Jane Hawk 03 : L'escalier du diable par Koontz           Il y a un an, je redécouvrais Dean Koontz avec La Chambre des Murmures, un roman glaçant et inquiétant (lien vers la chronique ici) et depuis, j’attendais la suite avec impatience. Autant dire que lorsque j’ai reçu L’Escalier du Diable, je n’ai pas mis longtemps à l’attaquer!

      Dans ce deuxième volet, nous reprenons la traque de Jane pour déjouer le complot d’une société encore secrète. Ces hommes et ces femmes qu’elle combat transforment certaines personnes avec des nanotechnologies et usent d’un pouvoir de vie et de mort démentiel, tout en s’assurant une place de choix dans le monde.

      Le roman s’ouvre sur Sarah Holdsteck, une jeune femme détruite et ruinée par son ex-mari. Autant dire que j’ai cherché le lien avec Jane Hawks pendant quelques instants, puis je me suis laissée porter.
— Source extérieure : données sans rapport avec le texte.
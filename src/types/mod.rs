pub mod error;

pub use error::{
    DispatchError, ErrorClassifier, ErrorKind, RelayError, Result, parse_rate_limit_delay,
};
Très vite ce lien apparaît (Simon Yegg) et nous retrouvons notre héroïne plus décidée que jamais! J’ai beaucoup aimé cette entrée en matière du roman parce que finalement, nous avons une coalition de femmes, que des hommes sans pitié, des bourreaux, pensaient avoir brisées et qui renaissent de leurs cendres pour mieux terrasser leurs ennemis. La complicité créée par des ennemis communs est très vite palpable et nous réjouit autant que le récit des atrocités subies par Sarah nous révulse.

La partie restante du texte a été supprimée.